Running effective meetings doesn't mean defaulting to them for every decision. In fact, 50 percent of meetings are considered time wasted, and 18 percent of employees believe most meetings can be an email. 

Sometimes, you can save time through shorter meetings. Other times, by canceling bad ones altogether you get more time for deep work. 

Before we dive into how you can avoid unproductive meetings, it’s important to know what constitutes a bad meeting: These are often poorly facilitated, run long, go off track, lack an agenda, and, therefore, clear goals. 

With that in mind, let's see how you can avoid them. 

1. Have a meeting agenda

A meeting agenda sets clear expectations, guides the flow of conversation, and helps participants stay focused. By providing a roadmap for the meeting, you minimize the risk of going off-topic so time spent working together is more effective. 
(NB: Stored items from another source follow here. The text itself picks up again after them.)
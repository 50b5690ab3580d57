use std::sync::Arc;

use storewatch::{
    dashboard_router, init_logging, log_app_bind, log_app_start, log_assistant_backend,
    log_data_source, logging_config_from_env, AppConfig, CompletionService, DatasetSource,
    DatasetStore, HttpCompletionService,
};

#[tokio::main]
async fn main() -> Result<(), Box<dyn std::error::Error>> {
    let logging_cfg = logging_config_from_env();
    init_logging(&logging_cfg)?;
    log_app_start("dashboard_server", &logging_cfg);

    let cfg = AppConfig::from_env()?;
    log_data_source(&cfg.data_path, cfg.timezone.name(), cfg.cache_ttl.as_secs());
    let source: Arc<dyn DatasetSource> = Arc::new(DatasetStore::new(
        cfg.data_path.clone(),
        cfg.timezone,
        cfg.cache_ttl,
    ));

    // the blocking client owns its own runtime; build it off the async workers
    let llm_cfg = cfg.llm.clone();
    let http_assistant =
        tokio::task::spawn_blocking(move || HttpCompletionService::new(&llm_cfg)).await??;
    log_assistant_backend(
        http_assistant.endpoint(),
        &cfg.llm.model,
        cfg.llm.api_key.is_some(),
    );
    let assistant: Arc<dyn CompletionService> = Arc::new(http_assistant);

    let app = dashboard_router(source, assistant);
    let listener = tokio::net::TcpListener::bind(cfg.dashboard_addr).await?;
    let bound_addr = listener.local_addr()?;

    log_app_bind(bound_addr);
    axum::serve(listener, app).await?;

    Ok(())
}
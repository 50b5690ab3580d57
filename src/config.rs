//! Application settings read once from `STOREWATCH_*` environment variables.

use std::env;
use std::net::SocketAddr;
use std::path::PathBuf;
use std::time::Duration;

use chrono_tz::Tz;
use thiserror::Error;

use crate::assistant::LlmConfig;
use crate::cache::DEFAULT_DATASET_TTL;
use crate::ingest::{ExportOrder, IngestConfig};

pub const DEFAULT_DATA_PATH: &str = "data/unified.csv";
pub const DEFAULT_DASHBOARD_ADDR: &str = "127.0.0.1:8080";
pub const DEFAULT_TIMEZONE: Tz = chrono_tz::America::Bogota;

#[derive(Debug, Error, PartialEq, Eq)]
pub enum ConfigError {
    #[error("{var}: unknown timezone '{value}'")]
    InvalidTimezone { var: &'static str, value: String },
    #[error("{var}: invalid socket address '{value}'")]
    InvalidAddr { var: &'static str, value: String },
    #[error("{var}: expected a non-negative integer, got '{value}'")]
    InvalidNumber { var: &'static str, value: String },
    #[error("{var}: expected 'path' or 'mtime', got '{value}'")]
    InvalidExportOrder { var: &'static str, value: String },
}

#[derive(Debug, Clone, PartialEq, Eq)]
pub struct AppConfig {
    pub data_path: PathBuf,
    pub ingest: IngestConfig,
    pub timezone: Tz,
    pub cache_ttl: Duration,
    pub dashboard_addr: SocketAddr,
    pub llm: LlmConfig,
}

impl Default for AppConfig {
    fn default() -> Self {
        Self {
            data_path: PathBuf::from(DEFAULT_DATA_PATH),
            ingest: IngestConfig::default(),
            timezone: DEFAULT_TIMEZONE,
            cache_ttl: DEFAULT_DATASET_TTL,
            dashboard_addr: SocketAddr::from(([127, 0, 0, 1], 8080)),
            llm: LlmConfig::default(),
        }
    }
}

impl AppConfig {
    pub fn from_env() -> Result<Self, ConfigError> {
        Self::from_lookup(|key| env::var(key).ok())
    }

    /// Builds the config from any key lookup. Blank values count as unset.
    pub fn from_lookup(lookup: impl Fn(&str) -> Option<String>) -> Result<Self, ConfigError> {
        let get = |key: &str| {
            lookup(key)
                .map(|v| v.trim().to_string())
                .filter(|v| !v.is_empty())
        };
        let mut cfg = Self::default();

        if let Some(path) = get("STOREWATCH_DATA_PATH") {
            cfg.data_path = PathBuf::from(path);
        }
        if let Some(dir) = get("STOREWATCH_EXPORT_DIR") {
            cfg.ingest.export_dir = PathBuf::from(dir);
        }
        if let Some(prefix) = get("STOREWATCH_EXPORT_PREFIX") {
            cfg.ingest.file_prefix = prefix;
        }
        if let Some(order) = get("STOREWATCH_EXPORT_ORDER") {
            cfg.ingest.order =
                ExportOrder::parse(&order).ok_or(ConfigError::InvalidExportOrder {
                    var: "STOREWATCH_EXPORT_ORDER",
                    value: order,
                })?;
        }
        if let Some(tz) = get("STOREWATCH_TZ") {
            cfg.timezone = tz.parse::<Tz>().map_err(|_| ConfigError::InvalidTimezone {
                var: "STOREWATCH_TZ",
                value: tz.clone(),
            })?;
        }
        cfg.ingest.timezone = cfg.timezone;

        if let Some(secs) = get("STOREWATCH_CACHE_TTL_SECS") {
            cfg.cache_ttl = Duration::from_secs(parse_u64("STOREWATCH_CACHE_TTL_SECS", &secs)?);
        }
        if let Some(addr) = get("STOREWATCH_DASHBOARD_ADDR") {
            cfg.dashboard_addr = addr.parse().map_err(|_| ConfigError::InvalidAddr {
                var: "STOREWATCH_DASHBOARD_ADDR",
                value: addr.clone(),
            })?;
        }

        if let Some(base_url) = get("STOREWATCH_LLM_BASE_URL") {
            cfg.llm.base_url = base_url;
        }
        if let Some(model) = get("STOREWATCH_LLM_MODEL") {
            cfg.llm.model = model;
        }
        cfg.llm.api_key = get("STOREWATCH_LLM_API_KEY");
        if let Some(timeout) = get("STOREWATCH_LLM_TIMEOUT_MS") {
            cfg.llm.timeout_ms = parse_u64("STOREWATCH_LLM_TIMEOUT_MS", &timeout)?;
        }

        Ok(cfg)
    }
}

fn parse_u64(var: &'static str, raw: &str) -> Result<u64, ConfigError> {
    raw.parse::<u64>().map_err(|_| ConfigError::InvalidNumber {
        var,
        value: raw.to_string(),
    })
}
A product team's meeting agenda might start with outlining their objective of reviewing current product development. Then, it might include progress updates, time to identify blockers, feature review and feedback, and then next steps and assignments. With time allotted for each agenda point, the team can stay focused and aligned—and even skip their next sprint meeting. 

While it's good practice to have a clear, focused agenda, Tim Green, COO at TeamUp, offers a valuable suggestion: "Always ensure that the meeting agenda is flexible enough to accommodate unexpected discussion points." This means you need to find the sweet spot between structure and flexibility in your agenda. This enables a natural flow of ideas and talking points—without getting sidetracked. This can also help increase engagement and make the meetings you do have count. 

2. Share information before, during, and after the meeting 

Efficient meetings start before it's time to get together. By sharing key information beforehand, like agendas, files, documents, and tools, teams can significantly cut down on meeting times and get more done. 

If you're using Switchboard, you can share key materials in a dedicated room where you can drag, drop, and organize apps, docs, and notes all in one place. With a single, always-open source of truth for project work, it's easier to get work moving along in and between meetings. Plus, it gives everyone time to prepare in advance, so they can contribute more meaningfully while staying on the same page. 

For example, a design team might use a dedicated Switchboard room to upload briefs, mock-ups, prototypes, and design tools like Figma. Before the next meeting, the team can check in on any pending action items, go over design specs, and add to the meeting agenda—and make the best use of everyone's time when they do meet.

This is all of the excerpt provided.